Novel human pro-apoptotic transmembrane proteins targeting the mitochondrial network – MITOMORT

MITOMORT is a basic science project focusing on the role of an endogenous interferon induced gene (ISG) encoding a small protein that targets the mitochondria leading to cell death. The title is a play on mitochondrion and the French word for death, mort. APOBEC3A is an ISG gene encoding a cytidine deaminase that is able to edit C residues in chromosomal DNA. The attack rate can be so high that it causes extensive double stranded breaks and apoptosis. This is referred to as hypermutation. Lower levels of mutation, hypomutation, occur and are associated with oncogenesis.

The Molecular Retrovirology Unit at the Pasteur Institute was the first to show that the APOBEC3A enzyme could attack chromosomal DNA. We noted that the initiation codons (AUG) of the two APOBEC3A isoforms used the “adequate” context according to the terminology of Marylin Kozak. Accordingly, we can expect that only 30-40% of ribosomes will settle on these sites, the remainder will continue to scan the mRNA. We asked the question, where will they settle? The next AUG downstream is in an “adequate” context while the following AUG is in a “strong” context. It turns out that initiation at these two sites produce two small proteins isoforms termes A3Ap3 and A3Ap4 (10.5 kDa and 8.6 kDa) that are in the same reading frame but overlapping that of APOBEC3A. They encode transmembrane spanning proteins that target the mitochondrion resulting in apoptosis.

We apparently have a unique situation where two pro-apoptotic proteins, APOBEC3A targeting the archive, the genome, and A3Ap3/A3Ap4 targeting the powerhouse, the mitochondrion, are encoded by a single gene – to date called APOBEC3A.

Research of A3Ap3/A3Ap4 apparently links apoptosis to the network of stress sensors that constitutes the interferon signalling pathway. It provides a link between the live cell and the death signal. Low levels of APOBEC3A will provide ongoing hypomutation and a weakening the mitochondrial network through sub-lethal doses of A3Ap3/A3Ap4. To compensate this the cell might slowly switch to ATP production via glycolysis as opposed to oxidative phosphorylation, or the Warburg effect.

The project seeks to understand the mechanism and biology of this small endogenous pro-apoptotic protein - the singular is used because, so far, the two isoforms appear to have exactly the same function.

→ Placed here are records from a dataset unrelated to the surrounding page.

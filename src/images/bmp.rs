// BMP file synthesis
//
// A DIB lacks only the 14-byte BITMAPFILEHEADER to be a standalone .bmp file.

use crate::common::error::{Error, Result};
use zerocopy::{FromBytes, Immutable, IntoBytes, KnownLayout, LE, U16, U32};

/// `BM`
pub const BMP_MAGIC: [u8; 2] = *b"BM";

/// Size of [`BitmapFileHeader`]
pub const BITMAP_FILE_HEADER_SIZE: usize = size_of::<BitmapFileHeader>();

/// BITMAPFILEHEADER
#[derive(Debug, Clone, Copy, PartialEq, Eq, FromBytes, IntoBytes, KnownLayout, Immutable)]
#[repr(C)]
pub struct BitmapFileHeader {
    pub magic: [u8; 2],
    /// Size of the whole file
    pub file_size: U32<LE>,
    pub reserved1: U16<LE>,
    pub reserved2: U16<LE>,
    /// Offset of the pixel data from the start of the file
    pub pixel_offset: U32<LE>,
}

impl BitmapFileHeader {
    /// Header for a DIB of `dib_len` bytes whose pixels start right after its
    /// `dib_header_size`-byte info header
    pub fn for_dib(dib_len: usize, dib_header_size: usize) -> Result<Self> {
        let too_large = || Error::bad_data("BMP file header", "DIB too large for a BMP file");
        let file_size = u32::try_from(BITMAP_FILE_HEADER_SIZE + dib_len).map_err(|_| too_large())?;
        let pixel_offset =
            u32::try_from(BITMAP_FILE_HEADER_SIZE + dib_header_size).map_err(|_| too_large())?;
        Ok(Self {
            magic: BMP_MAGIC,
            file_size: U32::new(file_size),
            reserved1: U16::new(0),
            reserved2: U16::new(0),
            pixel_offset: U32::new(pixel_offset),
        })
    }

    /// Read the header at the start of a BMP file
    pub fn parse(data: &[u8]) -> Option<Self> {
        let (header, _) = Self::read_from_prefix(data).ok()?;
        (header.magic == BMP_MAGIC).then_some(header)
    }
}

/// Prepend a synthesized BITMAPFILEHEADER to `dib`
pub fn wrap_dib(dib: &[u8], dib_header_size: usize) -> Result<Vec<u8>> {
    let header = BitmapFileHeader::for_dib(dib.len(), dib_header_size)?;
    let mut bmp = Vec::with_capacity(BITMAP_FILE_HEADER_SIZE + dib.len());
    bmp.extend_from_slice(header.as_bytes());
    bmp.extend_from_slice(dib);
    Ok(bmp)
}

The MITOMORT team combines the technology to resolve many facets associated with A3Ap3/A3Ap4, notably electron microscopy, confocal imagery and video. As intracellular obligate parasites have to protect them from premature apoptosis it is possible that nature has already developed an antagonist. To explore this hypothesis the consortium includes a laboratory with considerable experience in finding protein interactors, screening of a library of viral orfs as well microbial anti-apoptotic proteins. It is likely that A3Ap3/A3Ap4 is regulated leading to a fine balance between life and death. This would extend considerably the subject and provide new leads.

The two Pasteur labs have collaborated in the past while the lab in Tours is already collaborating with the MRU on the mitochondrial localization of A3Ap3/A3Ap4. The lab at Maison-Alfort is an obvious collaborating lab and is well known to the MRU even though they have never collaborated directly before.

While MITOMORT is a basic research project, as it concerns apoptosis mediated by an endogenous ISG, we feel that the findings will appeal to a wide audience of cell biologists. It provides a link between inflammation and cell death and so there is the possibility of it shedding some light on some autoimmune diseases like systemic lupus erythematosus. As to patents and the like, it is a little premature to make any predictions.